Chi vuole impiantare un’industria, chi vuole smaltire rifiuti, chi vuole coltivare la terra od allevare bestiame, anche solo chi ha bisogno di aria climatizzata per lavorare meglio, deve fare i conti con i costi dell’energia. Per vivere una famiglia media spende una parte considerevole delle proprie risorse finanziare per pagarsi la quota di energia che consuma.

In un paese come l’Arabia Saudita oggi si può ben vivere e lavorare perchè chi vi abita può permettersi tutta l’acqua dolce e l’aria condizionata che desiderano in quanto il costo energetico della dissalazione e della climatizzazione, per loro, è pari al costo di costruzione e di manutenzione degli impianti (non pagano il petrolio che li fa funzionare).

Non avendo noi italiani a disposizione il loro petrolio, il cui costo aumenta e continuerà ad aumentare nei prossimi anni, non possiamo permetterci di programmare un serio sviluppo, specialmente al Sud.

Ma se si potesse disporre d’energia al costo di costruzione e manutenzione dell’impianto che la genera (come gli arabi), senza limiti di produzione, senza danni per l’ambiente, e dare così la possibilità di avviare, in ogni campo, attività economiche a costi energetici notevolmente bassi, allora le prospettive di crescita per l’intero paese e soprattutto per il Sud, diventerebbero certamente più rosee.

Se un khilovattora alla produzione potesse costare dieci lire contro le quasi cento attuali, non sarebbe difficile convincere molti industriali a trasferisrsi, molti imprenditori ad investire nel nostro paese, oltre che permettere alla popolazione un miglior tenore di vita.

Il “Progetto Etna” è la risposta al problema energetico del nostro paese e della Sicilia e potrebbe dare avvio al rilancio economico e sociale senza precedenti.

Di cosa si tratta.

Lunedì 5 dicembre 2006, sul Giornale di Milano è comparso un articolo che raccontava come i tedeschi intendano produrre energia elettrica (il 5% del fabbisogno tedesco) utilizzando un sistema di sonde che infisse nel terreno, alla profondità di 5000 metri, in una zona “calda”, scambiano calore e producono vapore. Un sistema ecologico, pulito, che entrerà in funzione tra un paio d’anni.
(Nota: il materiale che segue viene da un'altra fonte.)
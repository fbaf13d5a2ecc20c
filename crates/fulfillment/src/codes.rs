//! Random license codes and claim tokens.

use rand::Rng;
use rand::RngCore;

/// Unambiguous alphabet: no 0/O, 1/I/L.
const CODE_ALPHABET: &[u8] = b"ABCDEFGHJKMNPQRSTUVWXYZ23456789";
const CODE_GROUPS: usize = 4;
const CODE_GROUP_LEN: usize = 4;
const CLAIM_TOKEN_BYTES: usize = 32;

/// Generates a redeemable license code: `XXXX-XXXX-XXXX-XXXX`.
pub fn generate_license_code() -> String {
    let mut rng = rand::thread_rng();
    let groups: Vec<String> = (0..CODE_GROUPS)
        .map(|_| {
            (0..CODE_GROUP_LEN)
                .map(|_| CODE_ALPHABET[rng.gen_range(0..CODE_ALPHABET.len())] as char)
                .collect()
        })
        .collect();
    groups.join("-")
}

/// Generates a secret claim token: 32 random bytes, hex encoded.
pub fn generate_claim_token() -> String {
    let mut bytes = [0u8; CLAIM_TOKEN_BYTES];
    rand::thread_rng().fill_bytes(&mut bytes);
    hex::encode(bytes)
}

#[cfg(test)]
mod tests {
    use std::collections::HashSet;

    use super::*;

    #[test]
    fn license_code_format() {
        let code = generate_license_code();
        let groups: Vec<&str> = code.split('-').collect();
        assert_eq!(groups.len(), 4);
        for group in groups {
            assert_eq!(group.len(), 4);
            assert!(group.bytes().all(|b| CODE_ALPHABET.contains(&b)));
        }
    }

    #[test]
    fn claim_token_is_64_hex_chars() {
        let token = generate_claim_token();
        assert_eq!(token.len(), 64);
        assert!(token.chars().all(|c| c.is_ascii_hexdigit()));
    }

    #[test]
    fn codes_do_not_repeat_in_practice() {
        let codes: HashSet<String> = (0..1000).map(|_| generate_license_code()).collect();
        assert_eq!(codes.len(), 1000);
    }
}
//! Email sender trait and implementations for purchase confirmations.

use std::sync::{Arc, RwLock};

use async_trait::async_trait;
use common::SessionId;
use reqwest::Client;
use serde::Serialize;

use crate::error::FulfillmentError;

const RESEND_API_URL: &str = "https://api.resend.com/emails";

/// One license line in a purchase confirmation.
#[derive(Debug, Clone, PartialEq, Eq, Serialize)]
pub struct LicenseSummary {
    pub code: String,
    pub product_name: String,
}

/// Structured content of a purchase confirmation message.
#[derive(Debug, Clone, PartialEq, Eq, Serialize)]
pub struct PurchaseConfirmation {
    pub to_email: String,
    pub session_id: SessionId,
    /// Order total in the currency's minor unit.
    pub amount_total: Option<i64>,
    pub currency: Option<String>,
    pub licenses: Vec<LicenseSummary>,
}

impl PurchaseConfirmation {
    /// Formats the order total, e.g. `"49.00 USD"`.
    pub fn formatted_total(&self) -> Option<String> {
        let amount = self.amount_total?;
        let currency = self
            .currency
            .as_deref()
            .map(str::to_uppercase)
            .unwrap_or_default();
        let sign = if amount < 0 { "-" } else { "" };
        let minor = amount.unsigned_abs();
        Some(
            format!("{sign}{}.{:02} {currency}", minor / 100, minor % 100)
                .trim_end()
                .to_string(),
        )
    }

    /// Plain-text body listing every license code.
    pub fn text_body(&self) -> String {
        let mut body = String::from("Thank you for your purchase!\n\n");
        if let Some(total) = self.formatted_total() {
            body.push_str(&format!("Order total: {total}\n\n"));
        }
        body.push_str("Your license codes:\n");
        for license in &self.licenses {
            body.push_str(&format!("  {}: {}\n", license.product_name, license.code));
        }
        body.push_str("\nUse the link in your account page to claim these licenses.\n");
        body
    }
}

/// Sends purchase confirmation messages.
#[async_trait]
pub trait EmailSender: Send + Sync {
    async fn send_purchase_confirmation(
        &self,
        message: &PurchaseConfirmation,
    ) -> Result<(), FulfillmentError>;
}

#[async_trait]
impl<T: EmailSender + ?Sized> EmailSender for Arc<T> {
    async fn send_purchase_confirmation(
        &self,
        message: &PurchaseConfirmation,
    ) -> Result<(), FulfillmentError> {
        (**self).send_purchase_confirmation(message).await
    }
}

#[derive(Debug, Default)]
struct InMemoryEmailState {
    sent: Vec<PurchaseConfirmation>,
    fail_on_send: bool,
}

/// In-memory email sender for testing and local development. Messages are
/// logged and kept instead of delivered.
#[derive(Debug, Clone, Default)]
pub struct InMemoryEmailSender {
    state: Arc<RwLock<InMemoryEmailState>>,
}

impl InMemoryEmailSender {
    /// Creates a new in-memory email sender.
    pub fn new() -> Self {
        Self::default()
    }

    /// Configures the sender to fail on send.
    pub fn set_fail_on_send(&self, fail: bool) {
        self.state.write().unwrap().fail_on_send = fail;
    }

    /// Returns the number of messages sent.
    pub fn sent_count(&self) -> usize {
        self.state.read().unwrap().sent.len()
    }

    /// Returns a copy of every message sent.
    pub fn sent(&self) -> Vec<PurchaseConfirmation> {
        self.state.read().unwrap().sent.clone()
    }
}

#[async_trait]
impl EmailSender for InMemoryEmailSender {
    async fn send_purchase_confirmation(
        &self,
        message: &PurchaseConfirmation,
    ) -> Result<(), FulfillmentError> {
        let mut state = self.state.write().unwrap();

        if state.fail_on_send {
            return Err(FulfillmentError::EmailSender(
                "Mail transport unavailable".to_string(),
            ));
        }

        tracing::info!(
            to = %message.to_email,
            session_id = %message.session_id,
            licenses = message.licenses.len(),
            "purchase confirmation recorded"
        );
        state.sent.push(message.clone());
        Ok(())
    }
}

#[derive(Debug, Serialize)]
struct ResendRequest<'a> {
    from: &'a str,
    to: [&'a str; 1],
    subject: &'a str,
    text: String,
}

/// Sends confirmations through the Resend HTTP API.
#[derive(Debug, Clone)]
pub struct ResendEmailSender {
    client: Client,
    api_key: String,
    from: String,
}

impl ResendEmailSender {
    pub fn new(api_key: impl Into<String>, from: impl Into<String>) -> Self {
        Self {
            client: Client::new(),
            api_key: api_key.into(),
            from: from.into(),
        }
    }
}

#[async_trait]
impl EmailSender for ResendEmailSender {
    #[tracing::instrument(skip(self, message), fields(session_id = %message.session_id))]
    async fn send_purchase_confirmation(
        &self,
        message: &PurchaseConfirmation,
    ) -> Result<(), FulfillmentError> {
        let request = ResendRequest {
            from: &self.from,
            to: [&message.to_email],
            subject: "Your license codes",
            text: message.text_body(),
        };

        let response = self
            .client
            .post(RESEND_API_URL)
            .bearer_auth(&self.api_key)
            .json(&request)
            .send()
            .await
            .map_err(|e| FulfillmentError::EmailSender(format!("Resend API error: {e}")))?;

        if !response.status().is_success() {
            let status = response.status();
            let body = response.text().await.unwrap_or_default();
            return Err(FulfillmentError::EmailSender(format!(
                "Resend API returned {status}: {body}"
            )));
        }

        Ok(())
    }
}

#[cfg(test)]
mod tests {
    use super::*;

    fn confirmation() -> PurchaseConfirmation {
        PurchaseConfirmation {
            to_email: "buyer@example.com".into(),
            session_id: SessionId::new("sess_A"),
            amount_total: Some(4900),
            currency: Some("usd".into()),
            licenses: vec![LicenseSummary {
                code: "ABCD-EFGH-JKLM-NPQR".into(),
                product_name: "Robot Kit".into(),
            }],
        }
    }

    #[test]
    fn formats_total_in_major_units() {
        assert_eq!(confirmation().formatted_total().as_deref(), Some("49.00 USD"));

        let mut refund = confirmation();
        refund.amount_total = Some(-50);
        assert_eq!(refund.formatted_total().as_deref(), Some("-0.50 USD"));
        refund.amount_total = Some(-4_925);
        assert_eq!(refund.formatted_total().as_deref(), Some("-49.25 USD"));

        let mut no_total = confirmation();
        no_total.amount_total = None;
        assert!(no_total.formatted_total().is_none());
    }

    #[test]
    fn text_body_lists_codes() {
        let body = confirmation().text_body();
        assert!(body.contains("Robot Kit: ABCD-EFGH-JKLM-NPQR"));
        assert!(body.contains("Order total: 49.00 USD"));
    }

    #[tokio::test]
    async fn in_memory_records_sent_messages() {
        let sender = InMemoryEmailSender::new();
        sender
            .send_purchase_confirmation(&confirmation())
            .await
            .unwrap();
        assert_eq!(sender.sent_count(), 1);
        assert_eq!(sender.sent()[0].to_email, "buyer@example.com");
    }

    #[tokio::test]
    async fn in_memory_failure_sends_nothing() {
        let sender = InMemoryEmailSender::new();
        sender.set_fail_on_send(true);
        let result = sender.send_purchase_confirmation(&confirmation()).await;
        assert!(matches!(result, Err(FulfillmentError::EmailSender(_))));
        assert_eq!(sender.sent_count(), 0);
    }
}
use async_trait::async_trait;
use common::{ProductId, SessionId};

use crate::{ClaimField, FulfillmentRecord, LicenseRecord, NewLicense, ProductRecord, Result};

/// Durable per-session fulfillment state.
///
/// Implementations must make every method a single atomic operation: the
/// conditional writes below are the only coordination concurrent deliveries
/// of the same session rely on.
#[async_trait]
pub trait FulfillmentStore: Send + Sync {
    /// Inserts a fresh Processing record unless one already exists for the
    /// session.
    ///
    /// Returns `None` when the session already has a record (the insert hit
    /// the session uniqueness constraint and was skipped).
    async fn insert_fulfillment(
        &self,
        session_id: &SessionId,
        event_id: &str,
    ) -> Result<Option<FulfillmentRecord>>;

    /// Loads the record for a session.
    async fn get_fulfillment(&self, session_id: &SessionId) -> Result<Option<FulfillmentRecord>>;

    /// Moves a non-completed record back to Processing, incrementing the
    /// attempt count, clearing the last error and recording `event_id`.
    ///
    /// Returns `None` if the record is missing or already Completed.
    async fn restart_fulfillment(
        &self,
        session_id: &SessionId,
        event_id: &str,
    ) -> Result<Option<FulfillmentRecord>>;

    /// Marks a non-completed record as Failed with the given message.
    async fn mark_fulfillment_failed(&self, session_id: &SessionId, message: &str) -> Result<()>;

    /// Marks the record Completed, stamping `processed_at` and clearing the
    /// last error. A no-op for an already Completed record.
    async fn mark_fulfillment_completed(&self, session_id: &SessionId) -> Result<()>;

    /// Sets `field = now()` only if it is currently null.
    ///
    /// Returns true iff this call performed the write.
    async fn claim_field(&self, session_id: &SessionId, field: ClaimField) -> Result<bool>;
}

/// License persistence.
#[async_trait]
pub trait LicenseStore: Send + Sync {
    /// Returns every license linked to the session, oldest first.
    async fn licenses_for_session(&self, session_id: &SessionId) -> Result<Vec<LicenseRecord>>;

    /// Inserts a batch of licenses atomically, silently skipping rows whose
    /// `purchase_item_ref` already exists.
    ///
    /// A collision on `code` or `claim_token` fails the whole batch with
    /// [`crate::StoreError::UniqueViolation`]. Returns the number of rows
    /// actually inserted.
    async fn insert_licenses(&self, licenses: &[NewLicense]) -> Result<u64>;
}

/// Product catalog read path plus the atomic stock decrement.
#[async_trait]
pub trait Catalog: Send + Sync {
    /// Returns the products whose slug is in `refs`. Unknown references are
    /// simply absent from the result.
    async fn products_by_refs(&self, refs: &[String]) -> Result<Vec<ProductRecord>>;

    /// Atomically subtracts `quantity` from the product's stock, clamping at
    /// zero, and returns the new stock level.
    async fn decrement_stock(&self, product_id: ProductId, quantity: i32) -> Result<i32>;
}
Ora la zona calda in Sicilia, da tutti conosciuta, è il vulcano Etna, che se ogni tanto dà qualche problema, non si capisce perché non possa essere considerato una risorsa.

Supponiamo di scavare una galleria su un fianco dell’Etna, sul lato dove ovviamente non vi sono pericoli di colate, e di dirigersi in orizzontale, con gli scavi, verso il camino del vulcano. E’ cosa nota che avvicinandosi al vulcano la temperatura del terreno sale. Occorre arrivare al punto in cui la temperatura raggiunge i 140/150 gradi (oggi la tecnologia permette di lavorare senza problemi anche in ambienti con temperature superiori). In questo punto se si inseriscono degli scambiatori di calore in quella terra così calda e li si collega ad una circolazione di acqua in pressione, si produrrà vapore ad una pressione ancor maggiore. Questo vapore, riportato attraverso condotte a tenuta, all’esterno, potrà alimentare una o più turbine ottenendo così energia elettrica, la cui quantità sarà funzione della dimensione e del numero degli scambiatori di calore, del diametro delle condotte, del tipo di turbina e così via.

L’energia elettrica prodotta, inesauribile ed ecologica, costa soltanto il valore dell’impianto e della sua manutenzione, in quanto il calore che alimenta il processo produttivo è gratuito, perenne, indistruttibile, illimitato.

Oggi il costo di un kilowatt prodotto con le centrali attuali si aggira intorno ai 5 centesimi di euro. Allo stato italiano ed alla regione Sicilia con la realizzazione del progetto Etna un khilowattora verrà a costare intorno a 0,0025 euro (un ventesimo). Il governo potrebbe offrire l’energia elettrica ai siciliani (ed ai sardi che hanno avuto l’idea) e a chi investe in Sicilia a costi di produzione e trasporto, utilizzando il resto per l’intera nazione, a cominciare dal Sud per giungere sino al Brennero. Sollevandoci così dalla dipendenza nei confronti del petrolio.

Perché non approfondire il discorso con uno studio di fattibilità? (il piccolo modello da noi costruito in laboratorio funziona senza problemi).